Some experts pretend that the 2020 stock bubble has its roots in what companies are earning right now or what they will earn going forward. Is that even possible when half of those corporations have no ability to forecast their business profitability going forward?
In previous recessions, when the earnings per share (EPS) of S&P 500 constituents fell hard, stock market losses reflected the downtrend in profits. The index lost more than 50% in price in both the 2000-2002 tech wreck as well as the 2008 financial collapse.
In contrast, we see that 2020’s recession is presenting far greater devastation to EPS than what transpired in the previous economic contractions. (See the chart above.) Shouldn’t price reflect the severity of EPS decline? At least to some extent?

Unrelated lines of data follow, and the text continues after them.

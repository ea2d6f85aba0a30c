//! Plugin configuration parsing, defaults, and validation.

use serde_json::{Map, Value};

use release_hooks::{ConfigParser, ValidationReport, ValidationResponse};

use crate::client::IssueTracker;
use crate::models::TeamLookup;

/// Expected Linear API key prefix.
pub const API_KEY_PREFIX: &str = "lin_api_";

/// Default released workflow state name.
const DEFAULT_RELEASED_STATE: &str = "Done";

/// Default comment left on linked issues.
const DEFAULT_COMMENT_TEMPLATE: &str = "Released in {{Version}}";

/// Default release issue title.
const DEFAULT_RELEASE_TITLE: &str = "Release {{Version}}";

/// Default release issue description.
const DEFAULT_RELEASE_DESCRIPTION: &str = "\
## Release {{Version}}

**Released:** {{Date}}
**Tag:** {{TagName}}
**Type:** {{ReleaseType}}

### Changes
{{ReleaseNotes}}";

/// Plugin configuration with defaults applied.
///
/// Immutable for the duration of a run; runtime suppression state
/// (e.g., skipping comments after a template failure) lives in the
/// reconciler, never here.
#[derive(Debug, Clone)]
pub struct Config {
    /// Linear API key (`lin_api_*`). Falls back to `LINEAR_API_KEY`.
    pub api_key: String,
    /// Team internal id. Falls back to `LINEAR_TEAM_ID`.
    pub team_id: String,
    /// Team key (e.g., "ENG"); used when no team id is set.
    pub team_key: String,
    /// Optional project to attach the release issue to.
    pub project_id: String,
    /// Prefix filter for linked-issue extraction; defaults to the
    /// team key when unset.
    pub issue_prefix: String,
    /// Workflow state linked issues move into after release.
    pub released_state: String,
    /// Whether to create a release tracking issue.
    pub create_release_issue: bool,
    /// Whether to transition linked issues.
    pub update_linked_issues: bool,
    /// Whether to comment on linked issues.
    pub add_release_comment: bool,
    /// Template for the linked-issue comment.
    pub comment_template: String,
    /// Release tracking issue settings.
    pub release_issue: ReleaseIssueConfig,
}

/// Settings for the release tracking issue.
#[derive(Debug, Clone)]
pub struct ReleaseIssueConfig {
    /// Title template.
    pub title: String,
    /// Description template.
    pub description: String,
    /// Labels to apply. Accepted for forward compatibility; not
    /// currently resolved to Linear label ids.
    pub labels: Vec<String>,
    /// Priority (0 = none, 1 = urgent .. 4 = low).
    pub priority: i64,
    /// Assignee login. Accepted for forward compatibility; not
    /// currently resolved to a Linear user id.
    pub assignee: String,
}

impl ReleaseIssueConfig {
    fn from_value(value: Option<&Value>) -> Self {
        if let Some(block) = value.and_then(Value::as_object) {
            let parser = ConfigParser::new(block);
            Self {
                title: parser.get_str("title", "", DEFAULT_RELEASE_TITLE),
                description: parser.get_str("description", "", DEFAULT_RELEASE_DESCRIPTION),
                labels: parser.get_str_list("labels"),
                priority: parser.get_i64("priority", 4),
                assignee: parser.get_str("assignee", "", ""),
            }
        } else {
            Self {
                title: DEFAULT_RELEASE_TITLE.to_string(),
                description: DEFAULT_RELEASE_DESCRIPTION.to_string(),
                labels: vec!["release".to_string()],
                priority: 4,
                assignee: String::new(),
            }
        }
    }
}

impl Config {
    /// Parse the host configuration map, applying defaults and
    /// environment-variable fallbacks.
    #[must_use]
    pub fn from_map(raw: &Map<String, Value>) -> Self {
        let parser = ConfigParser::new(raw);

        let mut config = Self {
            api_key: parser.get_str("api_key", "LINEAR_API_KEY", ""),
            team_id: parser.get_str("team_id", "LINEAR_TEAM_ID", ""),
            team_key: parser.get_str("team_key", "", ""),
            project_id: parser.get_str("project_id", "", ""),
            issue_prefix: parser.get_str("issue_prefix", "", ""),
            released_state: parser.get_str("released_state", "", DEFAULT_RELEASED_STATE),
            create_release_issue: parser.get_bool("create_release_issue", true),
            update_linked_issues: parser.get_bool("update_linked_issues", true),
            add_release_comment: parser.get_bool("add_release_comment", true),
            comment_template: parser.get_str("comment_template", "", DEFAULT_COMMENT_TEMPLATE),
            release_issue: ReleaseIssueConfig::from_value(raw.get("release_issue")),
        };

        // Use team key as issue prefix if not specified
        if config.issue_prefix.is_empty() && !config.team_key.is_empty() {
            config.issue_prefix = config.team_key.clone();
        }

        config
    }

    /// How to resolve the team, preferring the internal id.
    #[must_use]
    pub fn team_lookup(&self) -> Option<TeamLookup> {
        if !self.team_id.is_empty() {
            Some(TeamLookup::Id(self.team_id.clone()))
        } else if !self.team_key.is_empty() {
            Some(TeamLookup::Key(self.team_key.clone()))
        } else {
            None
        }
    }

    /// Validate the configuration.
    ///
    /// `probe` is the tracker used to verify the credential; the
    /// caller passes one only when the key is well-formed. Probe
    /// failures are validation errors, not runtime errors.
    pub async fn validate(&self, probe: Option<&dyn IssueTracker>) -> ValidationResponse {
        let mut report = ValidationReport::new();

        if self.api_key.is_empty() {
            report.add_error("api_key", "Linear API key is required");
            return report.build();
        }

        if self.team_id.is_empty() && self.team_key.is_empty() {
            report.add_error("team_id", "Either team_id or team_key is required");
        }

        if !(0..=4).contains(&self.release_issue.priority) {
            report.add_error("release_issue.priority", "Priority must be between 0 and 4");
        }

        if self.api_key.starts_with(API_KEY_PREFIX) {
            if let Some(tracker) = probe {
                if let Err(e) = tracker.get_viewer().await {
                    report.add_error(
                        "api_key",
                        format!("Failed to authenticate with Linear: {e}"),
                    );
                }
            }
        } else {
            report.add_error(
                "api_key",
                "Invalid Linear API key format (should start with 'lin_api_')",
            );
        }

        report.build()
    }
}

Granted, stocks briefly fell about a third (33%) in price from the February highs to the March lows. However, they did not fall anywhere near 50% and they did require four years or longer to recover.

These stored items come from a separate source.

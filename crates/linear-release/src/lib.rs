//! Linear integration plugin for release automation.
//!
//! Bridges a release tool's lifecycle hooks to the Linear GraphQL
//! API:
//! - Extracts issue identifiers (e.g., `ENG-123`) from commit messages
//! - Creates a release tracking issue
//! - Moves linked issues to a released workflow state
//! - Adds release comments to linked issues
//!
//! Linked issues are reconciled best-effort: each one is fetched,
//! transitioned, and commented independently, and per-issue failures
//! become warnings in the run summary instead of aborting the run.

#![warn(clippy::pedantic)]
#![allow(clippy::module_name_repetitions)]
#![allow(clippy::missing_errors_doc)] // Async API methods can fail for transport reasons

pub mod client;
pub mod config;
pub mod error;
pub mod extract;
pub mod handlers;
pub mod models;
pub mod reconcile;
pub mod template;

pub use client::{IssueTracker, LinearClient};
pub use config::{Config, ReleaseIssueConfig};
pub use error::LinearError;
pub use extract::extract_issue_refs;
pub use handlers::{execute, plugin_info, validate};
pub use models::{CreateIssueInput, Issue, Team, TeamLookup, Viewer, WorkflowState};
pub use reconcile::{ReconcileError, ReconcileOutcome, Reconciler, Warning, WarningKind};
pub use template::{render_template, TemplateError};
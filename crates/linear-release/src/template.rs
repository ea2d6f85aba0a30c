//! Release template rendering.
//!
//! Titles, descriptions, and comments are user-supplied handlebars
//! templates rendered against a fixed release data bag.

use chrono::Utc;
use handlebars::Handlebars;
use serde::Serialize;
use thiserror::Error;

use release_hooks::ReleaseContext;

/// Template parse or render failure (malformed syntax, unknown field).
#[derive(Debug, Error)]
#[error("{0}")]
pub struct TemplateError(#[from] handlebars::RenderError);

/// Fields available to release templates.
#[derive(Debug, Serialize)]
#[serde(rename_all = "PascalCase")]
struct TemplateData<'a> {
    version: &'a str,
    tag_name: &'a str,
    branch: &'a str,
    release_type: &'a str,
    release_notes: &'a str,
    date: String,
    #[serde(rename = "CommitSHA")]
    commit_sha: &'a str,
}

/// Render `template` against the release context.
///
/// Rendering is strict: referencing a field outside the data bag
/// fails rather than producing an empty string. `Date` is computed at
/// render time in `YYYY-MM-DD` form, so two renders of the same
/// template on different days differ; tests compare ignoring it.
pub fn render_template(template: &str, context: &ReleaseContext) -> Result<String, TemplateError> {
    let mut handlebars = Handlebars::new();
    handlebars.set_strict_mode(true);
    // Output is markdown for Linear, not HTML
    handlebars.register_escape_fn(handlebars::no_escape);

    let data = TemplateData {
        version: &context.version,
        tag_name: &context.tag_name,
        branch: &context.branch,
        release_type: &context.release_type,
        release_notes: &context.release_notes,
        date: Utc::now().format("%Y-%m-%d").to_string(),
        commit_sha: &context.commit_sha,
    };

    Ok(handlebars.render_template(template, &data)?)
}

On the contrary. Unlike anything else that we have seen in history, the S&P 500 recovered nearly all of its losses in a matter of months. Moreover, the index currently rests a mere 6.5% away from a fresh record.
Don’t get me started on the Nasdaq!
If one genuinely believed that all of the jobs lost in 2020 were coming back in 2020, perhaps one could rationalize his/her way into a post-pandemic utopia. The problem? The average recession requires two-and-a-half years to get back to “even.”

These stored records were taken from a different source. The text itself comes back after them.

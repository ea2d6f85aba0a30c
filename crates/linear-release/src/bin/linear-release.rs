//! Stdio entry point for the Linear release plugin.
//!
//! The host invokes the binary with a mode argument, writes a JSON
//! payload to stdin, and reads a JSON response from stdout. Logs go to
//! stderr so stdout stays machine-parseable.

use std::io::Read;

use anyhow::{Context, Result};
use serde_json::{Map, Value};
use tracing_subscriber::layer::SubscriberExt;
use tracing_subscriber::util::SubscriberInitExt;
use tracing_subscriber::EnvFilter;

use release_hooks::ExecuteRequest;

#[tokio::main]
async fn main() -> Result<()> {
    tracing_subscriber::registry()
        .with(tracing_subscriber::fmt::layer().with_writer(std::io::stderr))
        .with(
            EnvFilter::try_from_default_env()
                .unwrap_or_else(|_| EnvFilter::new("linear_release=info")),
        )
        .init();

    let mode = std::env::args().nth(1).unwrap_or_else(|| "execute".to_string());

    let output = match mode.as_str() {
        "info" => serde_json::to_string_pretty(&linear_release::plugin_info())?,
        "validate" => {
            let config: Map<String, Value> =
                serde_json::from_str(&read_stdin()?).context("invalid configuration payload")?;
            let response = linear_release::validate(&config).await;
            serde_json::to_string_pretty(&response)?
        }
        "execute" => {
            let request: ExecuteRequest =
                serde_json::from_str(&read_stdin()?).context("invalid execute payload")?;
            let response = linear_release::execute(&request).await;
            serde_json::to_string_pretty(&response)?
        }
        other => anyhow::bail!("unknown mode '{other}' (expected info, validate, or execute)"),
    };

    println!("{output}");
    Ok(())
}

fn read_stdin() -> Result<String> {
    let mut buffer = String::new();
    std::io::stdin()
        .read_to_string(&mut buffer)
        .context("failed to read stdin")?;
    Ok(buffer)
}
//! Release context supplied by the host.

use serde::{Deserialize, Serialize};

/// Read-only description of the release being processed.
///
/// Supplied whole by the host on every invocation; plugins never
/// mutate it.
#[derive(Debug, Clone, Default, Serialize, Deserialize)]
pub struct ReleaseContext {
    /// Version being released (e.g., "1.4.0").
    #[serde(default)]
    pub version: String,
    /// Git tag name (e.g., "v1.4.0").
    #[serde(default)]
    pub tag_name: String,
    /// Branch the release was cut from.
    #[serde(default)]
    pub branch: String,
    /// Release type (major, minor, patch).
    #[serde(default)]
    pub release_type: String,
    /// Rendered release notes.
    #[serde(default)]
    pub release_notes: String,
    /// Commit SHA the release points at.
    #[serde(default)]
    pub commit_sha: String,
    /// Categorized commits included in the release.
    #[serde(default)]
    pub changes: Option<Changes>,
}

impl ReleaseContext {
    /// Commit descriptions across all change buckets, in fixed order:
    /// features, fixes, breaking changes, other.
    #[must_use]
    pub fn commit_descriptions(&self) -> Vec<String> {
        self.changes
            .as_ref()
            .map(|changes| changes.descriptions().map(str::to_owned).collect())
            .unwrap_or_default()
    }
}

/// Commits grouped by change category.
#[derive(Debug, Clone, Default, Serialize, Deserialize)]
pub struct Changes {
    /// New features.
    #[serde(default)]
    pub features: Vec<CommitInfo>,
    /// Bug fixes.
    #[serde(default)]
    pub fixes: Vec<CommitInfo>,
    /// Breaking changes.
    #[serde(default)]
    pub breaking: Vec<CommitInfo>,
    /// Everything else.
    #[serde(default)]
    pub other: Vec<CommitInfo>,
}

impl Changes {
    /// Commit descriptions in fixed bucket order.
    pub fn descriptions(&self) -> impl Iterator<Item = &str> {
        self.features
            .iter()
            .chain(&self.fixes)
            .chain(&self.breaking)
            .chain(&self.other)
            .map(|commit| commit.description.as_str())
    }
}

/// A single commit as the host categorized it.
#[derive(Debug, Clone, Default, Serialize, Deserialize)]
pub struct CommitInfo {
    /// Commit SHA.
    #[serde(default)]
    pub sha: String,
    /// Commit description (subject line, conventional-commit style).
    pub description: String,
    /// Conventional-commit scope, if any.
    #[serde(default)]
    pub scope: Option<String>,
}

Additionally, if one has a heartfelt conversation with a leader of industry, that person would set you straight. There are furloughs. There are temporary layoffs. And then there are plenty of permanent job cuts.
Unemployment claims in June validate some of the anecdotal evidence on the jobs front. Claims are starting to “stick,” and that suggests a structural challenge.
But don’t worry. There’s nothing nutty at all about a stock market that is three standard deviations (119%) above trend. And with the Federal Reserve’s endless money printing liquidity, perhaps there is no reason to anticipate the S&P 500 reverting to the mean on the regression line.
From 3170 down to 1420? Now that would represent a 50%-plus fall from grace like 2000-2002 and 2008!